* [Task instructions] Count every line that includes the string "CorsLayer" in the entries that follow. Nothing besides the number is needed.

====== Records for processing ======

//! API Routes
//!
//! Configures the Axum router for the cache administration surface.

use axum::{
    middleware,
    routing::{get, post},
    Router,
};
use tower_http::{
    cors::{Any, CorsLayer},
    trace::TraceLayer,
};

use super::handlers::{
    clear_handler, health_handler, invalidate_handler, stats_handler, AppState,
};
use super::identity::identity_layer;

/// Creates the admin router.
///
/// # Endpoints
/// - `GET /api/cache/stats` - Per-instance and aggregate statistics
/// - `POST /api/cache/clear` - Empty every cache instance
/// - `POST /api/cache/invalidate/:key` - Run the invalidation router for an entity
/// - `GET /health` - Health check endpoint
///
/// # Middleware
/// - Identity: attaches the caller identity the admin gate checks
/// - CORS: Allows any origin (configurable for production)
/// - Tracing: Logs all requests for debugging
pub fn create_router(state: AppState) -> Router {
    // Configure CORS middleware
    let cors = CorsLayer::new()
        .allow_origin(Any)
        .allow_methods(Any)
        .allow_headers(Any);

    Router::new()
        .route("/api/cache/stats", get(stats_handler))
        .route("/api/cache/clear", post(clear_handler))
        .route("/api/cache/invalidate/:key", post(invalidate_handler))
        .route("/health", get(health_handler))
        .layer(middleware::from_fn(identity_layer))
        .layer(cors)
        .layer(TraceLayer::new_for_http())
        .with_state(state)
}
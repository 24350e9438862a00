//! Cache Module
//!
//! Generic in-memory caching with TTL expiry, LRU eviction, tag-based
//! invalidation and hit/miss statistics. [`CacheStore`] is the synchronous
//! engine; [`CacheService`] is the shared async handle the rest of the
//! crate depends on.

mod config;
mod entry;
mod lru;
mod service;
mod stats;
mod store;


// Re-export public types
pub use config::{CacheConfig, SetOptions};
pub use entry::CacheEntry;
pub use service::{CacheService, ExpireCallback};
pub use stats::{CacheReport, CacheStats, KeyStats, TOP_KEYS_LIMIT};
pub use store::CacheStore;
impl<T: Clone + Serialize> CacheStore<T> {
    // == Constructor ==
    /// Creates a new store from the given configuration.
    pub fn new(config: CacheConfig) -> Self {
        Self {
            entries: HashMap::new(),
            lru: LruTracker::new(),
            stats: CacheStats::new(),
            config: config.validated(),
        }
    }

    /// The instance configuration.
    pub fn config(&self) -> &CacheConfig {
        &self.config
    }

    // == Set ==
    /// Stores or overwrites an entry.
    ///
    /// When the store is at capacity and `key` is new, the
    /// least-recently-accessed entry is evicted first. Overwriting never
    /// errors. The only failure mode is the value refusing to serialize
    /// for size estimation, in which case nothing is stored.
    pub fn set(
        &mut self,
        key: &str,
        value: T,
        options: SetOptions,
    ) -> Result<(), serde_json::Error> {
        // Size the value before touching any state
        let size = serde_json::to_vec(&value)?.len();

        let is_overwrite = self.entries.contains_key(key);

        if !is_overwrite && self.entries.len() >= self.config.max_entries {
            if let Some(evicted) = self.lru.evict_oldest() {
                self.entries.remove(&evicted);
                self.stats.record_eviction();
                tracing::debug!(key = %evicted, "evicted least recently used entry");
            }
        }

        let ttl = options.ttl.unwrap_or(self.config.ttl);
        let tags = options.tags.unwrap_or_else(|| self.config.tags.clone());

        self.entries
            .insert(key.to_string(), CacheEntry::new(value, ttl, tags, size));
        self.lru.touch(key);
        self.stats.record_set();

        Ok(())
    }

    // == Get ==
    /// Retrieves a value by key, cloning it out of the store.
    ///
    /// An entry whose expiry has passed is removed and counted as a miss,
    /// even if no sweep has run yet. A hit updates the entry's access
    /// metadata and, with `refresh_on_access`, slides its expiry forward.
    pub fn get(&mut self, key: &str) -> Option<T> {
        let expired = match self.entries.get(key) {
            Some(entry) => entry.is_expired(),
            None => {
                self.stats.record_miss();
                return None;
            }
        };

        if expired {
            self.entries.remove(key);
            self.lru.remove(key);
            self.stats.record_miss();
            tracing::debug!(key, reason = "expired", "cache miss");
            return None;
        }

        let refresh = self.config.refresh_on_access.then_some(self.config.ttl);
        let value = self.entries.get_mut(key).map(|entry| {
            entry.mark_accessed(refresh);
            entry.value.clone()
        });

        if value.is_some() {
            self.lru.touch(key);
            self.stats.record_hit();
        }
        value
    }

    // == Has ==
    /// Existence check with the same lazy-expiry semantics as `get`, but
    /// with no effect on hit/miss counters or access metadata.
    pub fn has(&mut self, key: &str) -> bool {
        let expired = match self.entries.get(key) {
            Some(entry) => entry.is_expired(),
            None => return false,
        };

        if expired {
            self.entries.remove(key);
            self.lru.remove(key);
            return false;
        }
        true
    }

    // == Delete ==
    /// Removes an entry if present; returns whether it existed.
    ///
    /// The `deletes` counter increments only on actual removal.
    pub fn delete(&mut self, key: &str) -> bool {
        if self.entries.remove(key).is_some() {
            self.lru.remove(key);
            self.stats.record_delete();
            true
        } else {
            false
        }
    }

    // == Remove If Expired ==
    /// Removes an entry only when its expiry has passed, returning the
    /// value. Used by the one-shot expiry timers on the service wrapper.
    pub fn remove_if_expired(&mut self, key: &str) -> Option<T> {
        let expired = self.entries.get(key).is_some_and(|entry| entry.is_expired());
        if !expired {
            return None;
        }

        let entry = self.entries.remove(key)?;
        self.lru.remove(key);
        Some(entry.value)
    }

    // == Clear ==
    /// Removes all entries; hit/miss counters survive.
    ///
    /// Returns the number of entries removed.
    pub fn clear(&mut self) -> usize {
        let count = self.entries.len();
        self.entries.clear();
        self.lru.clear();
        count
    }

    // == Clear By Tags ==
    /// Removes every entry whose tag set intersects `tags`.
    ///
    /// Returns the number of entries removed.
    pub fn clear_by_tags(&mut self, tags: &[String]) -> usize {
        let matching: Vec<String> = self
            .entries
            .iter()
            .filter(|(_, entry)| entry.has_any_tag(tags))
            .map(|(key, _)| key.clone())
            .collect();

        for key in &matching {
            self.entries.remove(key);
            self.lru.remove(key);
        }

        matching.len()
    }

    // == Sweep Expired ==
    /// Removes all entries whose expiry has already passed, catching
    /// entries that were never re-accessed since expiring.
    ///
    /// Returns the number of entries removed.
    pub fn sweep_expired(&mut self) -> usize {
        let expired: Vec<String> = self
            .entries
            .iter()
            .filter(|(_, entry)| entry.is_expired())
            .map(|(key, _)| key.clone())
            .collect();

        for key in &expired {
            self.entries.remove(key);
            self.lru.remove(key);
        }

        expired.len()
    }

    // == Report ==
    /// Builds the diagnostic statistics snapshot for this instance.
    pub fn report(&self) -> CacheReport {
        let keys = self
            .entries
            .iter()
            .map(|(key, entry)| KeyStats {
                key: key.clone(),
                hits: entry.access_count,
                size: entry.size,
            })
            .collect();

        CacheReport::build(&self.stats, self.entries.len(), keys)
    }

    /// Raw counters.
    pub fn stats(&self) -> &CacheStats {
        &self.stats
    }

    // == Length ==
    /// Returns the current number of entries.
    pub fn len(&self) -> usize {
        self.entries.len()
    }

    // == Is Empty ==
    pub fn is_empty(&self) -> bool {
        self.entries.is_empty()
    }
}
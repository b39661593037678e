//! Smoke tests for the pagecheck CLI
//!
//! These run the built binary against small local pages.

#![allow(deprecated)] // Command::cargo_bin
#![allow(clippy::expect_used, clippy::unwrap_used)]

use assert_cmd::Command;
use predicates::prelude::*;
use std::fs;
use tempfile::TempDir;

/// Get a command for the pagecheck binary
fn pagecheck() -> Command {
    Command::cargo_bin("pagecheck").expect("pagecheck binary should exist")
}

// ============================================================================
// Basic CLI Tests
// ============================================================================

#[test]
fn test_version_flag() {
    pagecheck()
        .arg("--version")
        .assert()
        .success()
        .stdout(predicate::str::contains(env!("CARGO_PKG_VERSION")));
}

#[test]
fn test_help_lists_subcommands() {
    pagecheck()
        .arg("--help")
        .assert()
        .success()
        .stdout(predicate::str::contains("check"))
        .stdout(predicate::str::contains("generate"))
        .stdout(predicate::str::contains("serve"));
}

#[test]
fn test_no_args_fails() {
    pagecheck().assert().failure();
}

// ============================================================================
// Catalog and Generation
// ============================================================================

#[test]
fn test_bugs_lists_catalog() {
    pagecheck()
        .arg("bugs")
        .assert()
        .success()
        .stdout(predicate::str::contains("broken_link"))
        .stdout(predicate::str::contains("combined_form"));
}

#[test]
fn test_generate_to_stdout() {
    pagecheck()
        .args(["generate", "-b", "javascript_link"])
        .assert()
        .success()
        .stdout(predicate::str::contains("javascript:void(0);"));
}

#[test]
fn test_generate_unknown_family_fails() {
    pagecheck()
        .args(["generate", "-b", "no_such_bug"])
        .assert()
        .failure()
        .stderr(predicate::str::contains("no known bug families"));
}

#[test]
fn test_generate_to_file_and_check() {
    let temp = TempDir::new().unwrap();
    let page = temp.path().join("buggy.html");
    pagecheck()
        .args(["generate", "-b", "empty_button", "--check", "--color", "never", "-o"])
        .arg(&page)
        .assert()
        .success()
        .stdout(predicate::str::contains("########## BUTTON TESTS ##########"));
    assert_eq!(fs::read_to_string(&page).unwrap(), "<button></button>");
}

// ============================================================================
// Check
// ============================================================================

#[test]
fn test_check_file_text_report() {
    let temp = TempDir::new().unwrap();
    let page = temp.path().join("page.html");
    fs::write(&page, r#"<button type="button">Save</button><a>Link Without Href</a>"#).unwrap();

    pagecheck()
        .args(["check", "--no-network", "--color", "never"])
        .arg(&page)
        .assert()
        .success()
        .stdout(predicate::str::contains("### Button 1 ###\nButton Text: Save\n"))
        .stdout(predicate::str::contains("Href Test: FAILED (No href attribute)"))
        .stdout(predicate::str::contains("########## FORM TESTS ##########\n\nNo results found."));
}

#[test]
fn test_check_json_to_file() {
    let temp = TempDir::new().unwrap();
    let report = temp.path().join("report.json");

    pagecheck()
        .args(["check", "<button>Go</button>", "-c", "buttons", "--format", "json", "-q", "-o"])
        .arg(&report)
        .assert()
        .success();

    let json: serde_json::Value = serde_json::from_str(&fs::read_to_string(&report).unwrap()).unwrap();
    assert_eq!(json["categories"], serde_json::json!(["buttons"]));
    assert_eq!(json["buttons"][0]["outcome"]["verdict"], "PASSED");
}

#[test]
fn test_fail_on_defects_exit_code() {
    pagecheck()
        .args(["check", "<button></button>", "-c", "buttons", "-q"])
        .assert()
        .success();
    pagecheck()
        .args(["check", "<button></button>", "-c", "buttons", "-q", "--fail-on-defects"])
        .assert()
        .failure()
        .stderr(predicate::str::contains("1 element(s) failed"));
}

#[test]
fn test_suggest_without_key_fails() {
    let temp = TempDir::new().unwrap();
    let report = temp.path().join("report.json");
    fs::write(&report, "{}").unwrap();
    pagecheck()
        .env_remove("OPENAI_API_KEY")
        .arg("suggest")
        .arg(&report)
        .assert()
        .failure()
        .stderr(predicate::str::contains("API key"));
}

======

* [Response to the task] 2